A final dividend and special dividend worth a combined $65 million (£42 million) were paid to shareholders on May 15, according to company filings. Plus500's management own 35% of shares in the business, meaning they would have taken home $23 million of the payout.
Plus500, which is listed on London's small company stock market AIM, began freezing customer accounts on the same day as the dividend payments went out. The freezes came after a five month long review ordered by watchdog the Financial Conduct Authority (FCA) found the company's anti-money laundering procedures weren't good enough.
While it's likely just a coincidence that management took the big payout just as all hell was breaking loose, they also planned the windfall while the business was being investigated.
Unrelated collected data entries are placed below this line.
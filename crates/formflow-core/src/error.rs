//! Error types

use thiserror::Error;

/// Engine errors. Channel failures (mail, webhooks) are reported per
/// channel in `SendResult` rather than raised here; unbound pages surface
/// as `FlowOutcome::NotBound`.
#[derive(Error, Debug)]
pub enum FlowError {
    #[error("Form not found: {0}")]
    FormNotFound(String),
}

/// Engine result alias
pub type Result<T> = std::result::Result<T, FlowError>;
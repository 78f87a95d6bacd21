//! Submission Session
//!
//! Per-visitor, per-form state namespaced by a `{prefix}{slug}_` key
//! prefix, so two forms in the same browser session never collide. The
//! backing store is the visitor's browser session; writes must be flushed
//! before any redirect so the redirect target observes them.

use crate::form::SubmittedData;
use std::collections::HashMap;
use std::sync::Arc;

/// Visitor-session key-value backing store. Implementations wrap whatever
/// cookie/session machinery the host application uses; the engine only
/// needs string slots plus an explicit flush point.
pub trait SessionStore: Send + Sync {
    /// Stable id for this visitor session (feeds nonce derivation)
    fn id(&self) -> String;
    fn get(&self, key: &str) -> Option<String>;
    fn set(&self, key: &str, value: String);
    fn remove(&self, key: &str);
    fn keys(&self) -> Vec<String>;
    /// Commit pending writes. Must be called before emitting a redirect;
    /// a client following the redirect immediately may otherwise observe
    /// stale state.
    fn flush(&self);
}

/// In-memory store for tests and single-process embedding
pub struct MemorySessionStore {
    id: String,
    map: dashmap::DashMap<String, String>,
}

impl MemorySessionStore {
    pub fn new() -> Self {
        Self {
            id: uuid::Uuid::new_v4().to_string(),
            map: dashmap::DashMap::new(),
        }
    }
}

impl Default for MemorySessionStore {
    fn default() -> Self {
        Self::new()
    }
}

impl SessionStore for MemorySessionStore {
    fn id(&self) -> String {
        self.id.clone()
    }

    fn get(&self, key: &str) -> Option<String> {
        self.map.get(key).map(|v| v.clone())
    }

    fn set(&self, key: &str, value: String) {
        self.map.insert(key.to_string(), value);
    }

    fn remove(&self, key: &str) {
        self.map.remove(key);
    }

    fn keys(&self) -> Vec<String> {
        self.map.iter().map(|e| e.key().clone()).collect()
    }

    fn flush(&self) {}
}

// Slot names under the per-form prefix.
const KEY_AUTH: &str = "auth";
const KEY_DATA: &str = "data";
const KEY_ERRORS: &str = "errors";
const KEY_TOKEN: &str = "token";
const KEY_SENT: &str = "sent";
const KEY_BACK: &str = "back";

/// Typed view over one form's slice of the visitor session
pub struct SubmissionSession {
    store: Arc<dyn SessionStore>,
    prefix: String,
}

impl SubmissionSession {
    pub fn new(store: Arc<dyn SessionStore>, global_prefix: &str, slug: &str) -> Self {
        Self {
            store,
            prefix: format!("{global_prefix}{slug}_"),
        }
    }

    pub fn session_id(&self) -> String {
        self.store.id()
    }

    fn key(&self, name: &str) -> String {
        format!("{}{}", self.prefix, name)
    }

    fn get_bool(&self, name: &str) -> bool {
        self.store.get(&self.key(name)).as_deref() == Some("1")
    }

    fn set_bool(&self, name: &str, value: bool) {
        if value {
            self.store.set(&self.key(name), "1".to_string());
        } else {
            self.store.remove(&self.key(name));
        }
    }

    pub fn is_authenticated(&self) -> bool {
        self.get_bool(KEY_AUTH)
    }

    pub fn set_authenticated(&self, value: bool) {
        self.set_bool(KEY_AUTH, value);
    }

    /// Draft data shown when the visitor returns to the entry page
    pub fn draft(&self) -> SubmittedData {
        self.store
            .get(&self.key(KEY_DATA))
            .and_then(|raw| serde_json::from_str(&raw).ok())
            .unwrap_or_default()
    }

    pub fn set_draft(&self, data: &SubmittedData) {
        if let Ok(raw) = serde_json::to_string(data) {
            self.store.set(&self.key(KEY_DATA), raw);
        }
    }

    pub fn clear_draft(&self) {
        self.store.remove(&self.key(KEY_DATA));
    }

    pub fn has_errors(&self) -> bool {
        self.store.get(&self.key(KEY_ERRORS)).is_some()
    }

    pub fn set_errors(&self, errors: &HashMap<String, Vec<String>>) {
        if let Ok(raw) = serde_json::to_string(errors) {
            self.store.set(&self.key(KEY_ERRORS), raw);
        }
    }

    /// Errors are surfaced exactly once: reading clears them.
    pub fn take_errors(&self) -> HashMap<String, Vec<String>> {
        let key = self.key(KEY_ERRORS);
        let errors = self
            .store
            .get(&key)
            .and_then(|raw| serde_json::from_str(&raw).ok())
            .unwrap_or_default();
        self.store.remove(&key);
        errors
    }

    pub fn token(&self) -> Option<String> {
        self.store.get(&self.key(KEY_TOKEN)).filter(|t| !t.is_empty())
    }

    pub fn set_token(&self, token: &str) {
        self.store.set(&self.key(KEY_TOKEN), token.to_string());
    }

    /// Invalidate the one-time token; the replay-prevention trigger
    pub fn clear_token(&self) {
        self.store.remove(&self.key(KEY_TOKEN));
    }

    /// Once set, the sent flag survives until the whole session slice is
    /// cleared. Sole defense against replay after token loss.
    pub fn is_sent(&self) -> bool {
        self.get_bool(KEY_SENT)
    }

    pub fn mark_sent(&self) {
        self.set_bool(KEY_SENT, true);
    }

    pub fn back_flag(&self) -> bool {
        self.get_bool(KEY_BACK)
    }

    pub fn set_back_flag(&self, value: bool) {
        self.set_bool(KEY_BACK, value);
    }

    /// Remove every key in this form's namespace
    pub fn clear(&self) {
        for key in self.store.keys() {
            if key.starts_with(&self.prefix) {
                self.store.remove(&key);
            }
        }
    }

    pub fn flush(&self) {
        self.store.flush();
    }
}

/// Remove every engine-owned key regardless of form (used on unbound pages)
pub fn clear_all_prefixed(store: &Arc<dyn SessionStore>, global_prefix: &str) {
    for key in store.keys() {
        if key.starts_with(global_prefix) {
            store.remove(&key);
        }
    }
}

#[cfg(test)]
mod tests {
    use super::*;
    use crate::form::FieldValue;

    fn session() -> (Arc<dyn SessionStore>, SubmissionSession) {
        let store: Arc<dyn SessionStore> = Arc::new(MemorySessionStore::new());
        let session = SubmissionSession::new(store.clone(), "formflow_", "contact");
        (store, session)
    }

    #[test]
    fn test_prefix_isolation() {
        let store: Arc<dyn SessionStore> = Arc::new(MemorySessionStore::new());
        let a = SubmissionSession::new(store.clone(), "formflow_", "contact");
        let b = SubmissionSession::new(store.clone(), "formflow_", "survey");

        a.set_authenticated(true);
        assert!(a.is_authenticated());
        assert!(!b.is_authenticated());

        a.clear();
        b.set_token("tok");
        assert!(b.token().is_some());
    }

    #[test]
    fn test_errors_read_once() {
        let (_, session) = session();
        let mut errors = HashMap::new();
        errors.insert("email".to_string(), vec!["必須項目です".to_string()]);
        session.set_errors(&errors);

        assert!(session.has_errors());
        assert_eq!(session.take_errors()["email"].len(), 1);
        assert!(!session.has_errors());
        assert!(session.take_errors().is_empty());
    }

    #[test]
    fn test_draft_round_trip() {
        let (_, session) = session();
        let mut data = SubmittedData::new();
        data.insert("name".into(), FieldValue::text("山田"));
        session.set_draft(&data);

        let draft = session.draft();
        assert_eq!(draft["name"].as_text(), Some("山田"));
    }

    #[test]
    fn test_clear_removes_only_own_namespace() {
        let store: Arc<dyn SessionStore> = Arc::new(MemorySessionStore::new());
        store.set("unrelated", "keep".to_string());
        let session = SubmissionSession::new(store.clone(), "formflow_", "contact");
        session.set_token("tok");
        session.mark_sent();

        session.clear();
        assert!(session.token().is_none());
        assert!(!session.is_sent());
        assert_eq!(store.get("unrelated").as_deref(), Some("keep"));
    }

    #[test]
    fn test_clear_all_prefixed() {
        let store: Arc<dyn SessionStore> = Arc::new(MemorySessionStore::new());
        store.set("formflow_contact_auth", "1".to_string());
        store.set("formflow_survey_token", "t".to_string());
        store.set("other", "keep".to_string());

        clear_all_prefixed(&store, "formflow_");
        assert!(store.get("formflow_contact_auth").is_none());
        assert!(store.get("formflow_survey_token").is_none());
        assert_eq!(store.get("other").as_deref(), Some("keep"));
    }
}
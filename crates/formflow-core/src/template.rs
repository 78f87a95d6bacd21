//! Template Engine
//!
//! Tag substitution and conditional-block evaluation for mail and webhook
//! templates. Two passes, in order:
//!
//! 1. `{if:TAG}...{/if:TAG}` blocks are kept iff the tag maps to a
//!    non-empty string; afterwards runs of 3+ newlines collapse to 2.
//! 2. Every `{TAG}` occurrence is replaced from the tag map (absent tags
//!    become empty), with registered tag filters applied per value.

use crate::config::SiteInfo;
use crate::hooks::Hooks;
use chrono::{Datelike, Local, Timelike};
use regex::Regex;
use serde::{Deserialize, Serialize};
use std::collections::HashMap;
use std::net::IpAddr;
use std::sync::{Arc, LazyLock};

/// Tag name → replacement value
pub type TagMap = HashMap<String, String>;

/// Built-in tag names
pub mod tags {
    pub const SEND_TIME: &str = "send_time";
    pub const SITE_NAME: &str = "site_name";
    pub const SITE_URL: &str = "site_url";
    pub const USER_AGENT: &str = "user_agent";
    pub const REMOTE_ADDR: &str = "remote_addr";
    pub const REMOTE_HOST: &str = "remote_host";
    pub const MAIL_ID: &str = "mail_id";
    pub const AUTO_REPLY_STATUS: &str = "auto_reply_status";
    pub const ADMIN_SEND_STATUS: &str = "admin_send_status";
}

/// Requester metadata surfaced to admin-mail tags
#[derive(Clone, Debug, Default, Serialize, Deserialize)]
pub struct RequestMeta {
    pub user_agent: String,
    pub remote_addr: Option<IpAddr>,
    /// Reverse-DNS hostname of the client, already resolved upstream
    pub remote_host: String,
}

static NEWLINE_RUNS: LazyLock<Regex> =
    LazyLock::new(|| Regex::new(r"(\r\n|\r|\n){3,}").unwrap());
static TAG: LazyLock<Regex> = LazyLock::new(|| Regex::new(r"\{([^{}\r\n]+)\}").unwrap());

/// Renders templates against a tag map
#[derive(Clone)]
pub struct TemplateEngine {
    hooks: Arc<Hooks>,
}

impl TemplateEngine {
    pub fn new(hooks: Arc<Hooks>) -> Self {
        Self { hooks }
    }

    /// Full two-pass render
    pub fn render(&self, template: &str, tags: &TagMap) -> String {
        let conditioned = Self::apply_conditionals(template, tags);
        let collapsed = NEWLINE_RUNS.replace_all(&conditioned, "\n\n");
        self.substitute(&collapsed, tags)
    }

    /// Pass 1: resolve `{if:TAG}...{/if:TAG}` blocks. Non-greedy and
    /// non-nested; multiple blocks may share a tag name.
    fn apply_conditionals(template: &str, tags: &TagMap) -> String {
        let mut out = String::with_capacity(template.len());
        let mut rest = template;

        while let Some(open) = rest.find("{if:") {
            let Some(name_end) = rest[open + 4..].find('}') else {
                break;
            };
            let name = &rest[open + 4..open + 4 + name_end];
            let body_start = open + 4 + name_end + 1;
            let close_tag = format!("{{/if:{name}}}");
            let Some(close) = rest[body_start..].find(&close_tag) else {
                // Unterminated block: leave the text as-is.
                break;
            };

            out.push_str(&rest[..open]);
            let keep = tags.get(name).map(|v| !v.is_empty()).unwrap_or(false);
            if keep {
                out.push_str(&rest[body_start..body_start + close]);
            }
            rest = &rest[body_start + close + close_tag.len()..];
        }

        out.push_str(rest);
        out
    }

    /// Pass 2: substitute `{TAG}` occurrences through the filter chain
    fn substitute(&self, template: &str, tags: &TagMap) -> String {
        TAG.replace_all(template, |caps: &regex::Captures<'_>| {
            let name = &caps[1];
            let value = tags.get(name).map(String::as_str).unwrap_or("");
            self.hooks.filter_tag(name, value)
        })
        .into_owned()
    }
}

/// Tags available to every template: send timestamp and site identity
pub fn default_tags(site: &SiteInfo) -> TagMap {
    let mut tags = TagMap::new();
    tags.insert(tags::SEND_TIME.to_string(), format_send_time());
    tags.insert(tags::SITE_NAME.to_string(), site.name.clone());
    tags.insert(tags::SITE_URL.to_string(), site.url.clone());
    tags
}

/// Requester tags added to the admin-mail map only
pub fn meta_tags(meta: &RequestMeta) -> TagMap {
    let mut tags = TagMap::new();
    tags.insert(tags::USER_AGENT.to_string(), meta.user_agent.clone());
    tags.insert(
        tags::REMOTE_ADDR.to_string(),
        meta.remote_addr.map(|ip| ip.to_string()).unwrap_or_default(),
    );
    tags.insert(tags::REMOTE_HOST.to_string(), meta.remote_host.clone());
    tags
}

const WEEKDAYS_JA: [&str; 7] = ["月", "火", "水", "木", "金", "土", "日"];

/// Locale-formatted timestamp with day-of-week, e.g. `2024年1月5日（金） 14:03`
fn format_send_time() -> String {
    let now = Local::now();
    let weekday = WEEKDAYS_JA[now.weekday().num_days_from_monday() as usize];
    format!(
        "{}年{}月{}日（{}） {}:{:02}",
        now.year(),
        now.month(),
        now.day(),
        weekday,
        now.hour(),
        now.minute()
    )
}
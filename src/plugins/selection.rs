//! Select tool: a page-scoped mode tracking a line range per drag, with
//! text extraction through the engine on release.

use std::rc::Rc;

use crate::core::{PointerEvent, Position};
use crate::kernel::interaction::{shared_handler, ModeScope, Registration};
use crate::kernel::{
    Action, AppState, DispatchHandle, Effect, InteractionHandler, InteractionManager,
    InteractionMode, Plugin, PluginContext, PluginDescriptor, RegistryError, SelectionSpan,
};

pub const PLUGIN_ID: &str = "select";
pub const MODE: &str = "select";

struct SelectHandler {
    page_index: usize,
    dispatch: DispatchHandle,
    anchor: Option<usize>,
}

impl SelectHandler {
    fn line_at(position: Position) -> usize {
        position.y.max(0.0) as usize
    }
}

impl InteractionHandler for SelectHandler {
    fn on_pointer_down(&mut self, _event: &PointerEvent, position: Position) {
        let line = Self::line_at(position);
        self.anchor = Some(line);
        let _ = self.dispatch.dispatch(Action::SetSelection(SelectionSpan {
            page_index: self.page_index,
            start_line: line,
            end_line: line,
        }));
    }

    fn on_pointer_move(&mut self, _event: &PointerEvent, position: Position) {
        if let Some(anchor) = self.anchor {
            let _ = self.dispatch.dispatch(Action::SetSelection(SelectionSpan {
                page_index: self.page_index,
                start_line: anchor,
                end_line: Self::line_at(position),
            }));
        }
    }

    fn on_pointer_up(&mut self, _event: &PointerEvent, _position: Position) {
        if self.anchor.take().is_some() {
            let _ = self.dispatch.dispatch(Action::ExtractSelection);
        }
    }

    fn on_handler_active_end(&mut self, _mode: &str) {
        self.anchor = None;
    }
}

pub struct SelectPlugin {
    manager: Option<Rc<InteractionManager>>,
    dispatch: Option<DispatchHandle>,
    registrations: Vec<Registration>,
}

impl SelectPlugin {
    pub fn new() -> Self {
        Self {
            manager: None,
            dispatch: None,
            registrations: Vec::new(),
        }
    }

    /// One handler per page; registrations are replaced wholesale whenever a
    /// document (re)load changes the page count.
    fn register_page_handlers(&mut self, page_count: usize) {
        for registration in self.registrations.drain(..) {
            registration.unregister();
        }
        let (Some(manager), Some(dispatch)) = (&self.manager, &self.dispatch) else {
            return;
        };
        for page_index in 0..page_count {
            let handler = shared_handler(SelectHandler {
                page_index,
                dispatch: dispatch.clone(),
                anchor: None,
            });
            match manager.register_handlers(&[MODE], handler, Some(page_index)) {
                Ok(registration) => self.registrations.push(registration),
                Err(error) => tracing::warn!(%error, page_index, "select handler registration failed"),
            }
        }
    }
}

impl Default for SelectPlugin {
    fn default() -> Self {
        Self::new()
    }
}

impl Plugin for SelectPlugin {
    fn descriptor(&self) -> PluginDescriptor {
        PluginDescriptor::with_dependencies(
            PLUGIN_ID,
            &[super::interaction::PLUGIN_ID, super::loader::PLUGIN_ID],
        )
    }

    fn init(&mut self, ctx: &mut PluginContext<'_>) -> Result<(), RegistryError> {
        let manager = ctx
            .capabilities
            .get::<Rc<InteractionManager>>()
            .ok_or(RegistryError::MissingCapability("interaction manager"))?;
        manager.register_mode(InteractionMode::new(MODE, ModeScope::Page).with_cursor("text"))?;
        self.manager = Some(manager);
        self.dispatch = Some(ctx.dispatch.clone());
        Ok(())
    }

    fn reduce(&mut self, state: &mut AppState, action: &Action) -> (bool, Vec<Effect>) {
        match action {
            Action::DocumentLoaded(info) => {
                self.register_page_handlers(info.page_count);
                let changed = state.selection != Default::default();
                state.selection = Default::default();
                (changed, Vec::new())
            }
            Action::SetSelection(span) => {
                state.selection.span = Some(*span);
                state.selection.text = None;
                (true, Vec::new())
            }
            Action::ClearSelection => {
                let changed = state.selection.span.is_some() || state.selection.text.is_some();
                state.selection = Default::default();
                (changed, Vec::new())
            }
            Action::ExtractSelection => match state.selection.span {
                Some(span) => {
                    let (start_line, end_line) = span.ordered();
                    (
                        false,
                        vec![Effect::ExtractText {
                            page_index: span.page_index,
                            start_line,
                            end_line,
                        }],
                    )
                }
                None => (false, Vec::new()),
            },
            Action::SelectionExtracted { text } => {
                state.selection.text = Some(text.clone());
                (true, Vec::new())
            }
            _ => (false, Vec::new()),
        }
    }

    fn destroy(&mut self) {
        for registration in self.registrations.drain(..) {
            registration.unregister();
        }
    }
}
//! Action bus: lets plugins, services and worker callbacks dispatch into the
//! store without holding a registry borrow. The host loop drains it between
//! events, so dispatch is never re-entrant.

use std::sync::mpsc::{self, Receiver, Sender, TryRecvError};

use super::Action;

#[derive(Clone)]
pub struct DispatchHandle {
    tx: Sender<Action>,
}

pub struct ActionReceiver {
    rx: Receiver<Action>,
}

pub fn action_bus() -> (DispatchHandle, ActionReceiver) {
    let (tx, rx) = mpsc::channel();
    (DispatchHandle { tx }, ActionReceiver { rx })
}

impl DispatchHandle {
    pub fn dispatch(&self, action: Action) -> Result<(), mpsc::SendError<Action>> {
        self.tx.send(action)
    }
}

impl ActionReceiver {
    pub fn try_recv(&mut self) -> Result<Action, TryRecvError> {
        self.rx.try_recv()
    }
}
use std::path::PathBuf;
use std::time::Instant;

use compact_str::CompactString;

use crate::core::RectF;
use crate::engine::{DocumentInfo, EngineError};

use super::state::{InteractionState, SelectionSpan};

#[derive(Debug, Clone)]
pub enum Action {
    /// Host-loop heartbeat; carries the clock so debounced work stays
    /// deterministic under test.
    Tick { now: Instant },

    OpenDocument(PathBuf),
    ReloadDocument,
    DocumentLoaded(DocumentInfo),
    DocumentLoadFailed(EngineError),

    ActivateMode { mode: CompactString },
    ActivateDefaultMode,
    SetDefaultMode { mode: CompactString },
    SetCursor {
        token: CompactString,
        cursor: CompactString,
        priority: i32,
    },
    RemoveCursor { token: CompactString },
    Pause,
    Resume,
    AddExclusionClass(CompactString),
    RemoveExclusionClass(CompactString),
    AddExclusionAttribute(CompactString),
    RemoveExclusionAttribute(CompactString),
    /// Projection sync emitted by the interaction manager's state stream.
    InteractionChanged(InteractionState),

    ScrollBy { dx: f32, dy: f32 },
    SetZoom { zoom: f32 },
    ZoomToRect { rect: RectF },
    PointerHover { x: f32, y: f32 },

    SetSelection(SelectionSpan),
    ClearSelection,
    ExtractSelection,
    SelectionExtracted { text: String },

    AddAnnotation { page_index: usize, rect: RectF },
}
//! Tool plugins wired through the runtime. Each one talks to the rest of
//! the viewer only via the registry (actions/effects) and the interaction
//! manager's capability surface.

pub mod annotate;
pub mod interaction;
pub mod loader;
pub mod pan;
pub mod selection;
pub mod zoom;

pub use annotate::AnnotatePlugin;
pub use interaction::InteractionPlugin;
pub use loader::{DocumentTasks, LoaderPlugin};
pub use pan::PanPlugin;
pub use selection::SelectPlugin;
pub use zoom::ZoomPlugin;
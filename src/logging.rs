use std::path::{Path, PathBuf};

use tracing_appender::non_blocking::WorkerGuard;
use tracing_subscriber::layer::SubscriberExt;
use tracing_subscriber::util::SubscriberInitExt;
use tracing_subscriber::EnvFilter;

pub struct LoggingGuard {
    _guard: WorkerGuard,
    log_dir: PathBuf,
}

impl LoggingGuard {
    pub fn log_dir(&self) -> &Path {
        &self.log_dir
    }
}

fn ensure_log_dir() -> std::io::Result<PathBuf> {
    let dir = match crate::config::folio_dir() {
        Some(base) => base.join("logs"),
        None => std::env::temp_dir().join("folio").join("logs"),
    };
    std::fs::create_dir_all(&dir)?;
    Ok(dir)
}

pub fn init() -> Option<LoggingGuard> {
    let log_dir = ensure_log_dir()
        .or_else(|_| -> std::io::Result<PathBuf> {
            let dir = std::env::temp_dir().join("folio").join("logs");
            std::fs::create_dir_all(&dir)?;
            Ok(dir)
        })
        .ok()?;

    let file_appender = tracing_appender::rolling::daily(&log_dir, "folio.log");
    let (non_blocking, guard) = tracing_appender::non_blocking(file_appender);

    let env_filter =
        EnvFilter::try_from_default_env().unwrap_or_else(|_| EnvFilter::new("folio=info"));

    let subscriber = tracing_subscriber::registry().with(env_filter).with(
        tracing_subscriber::fmt::layer()
            .with_writer(non_blocking)
            .with_ansi(false)
            .with_target(true)
            .with_file(true)
            .with_line_number(true),
    );

    if subscriber.try_init().is_err() {
        return None;
    }

    std::panic::set_hook(Box::new(|panic_info| {
        tracing::error!(panic = %panic_info, "panic");
    }));

    tracing::info!(log_dir = %log_dir.display(), "tracing initialized");

    Some(LoggingGuard {
        _guard: guard,
        log_dir,
    })
}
According to a company statement, the FCA sent a "skilled person" in to check out Plus500 in early January and plans for the two dividends were announced over a month later, in late February.
While shareholders were told about the huge dividends - which when added to earlier payouts total 90% of 2014's profits - they weren't told about the FCA probe. Investors were in fact not told about it until three days after accounts were frozen and more than five months after the investigation began.
All this is publicly available information. (Plus500 in fact drew attention to the dividends in its statement announcing the account freezes.) But the huge windfall for management is worth looking again at, given what's happened in recent weeks.
After news of Plus500's account freezes broke the company's share price nose dived. It has failed to recover and the company, which lets people make risky, leveraged bets on stocks and currencies, is in the process of being sold to gambling software maker Playtech at a fire sale price. Plus500's biggest shareholder is opposing the deal.
A spokesperson for Plus500 said: "Plus500 is choosing not to comment on matters that it considers are not material or are speculative."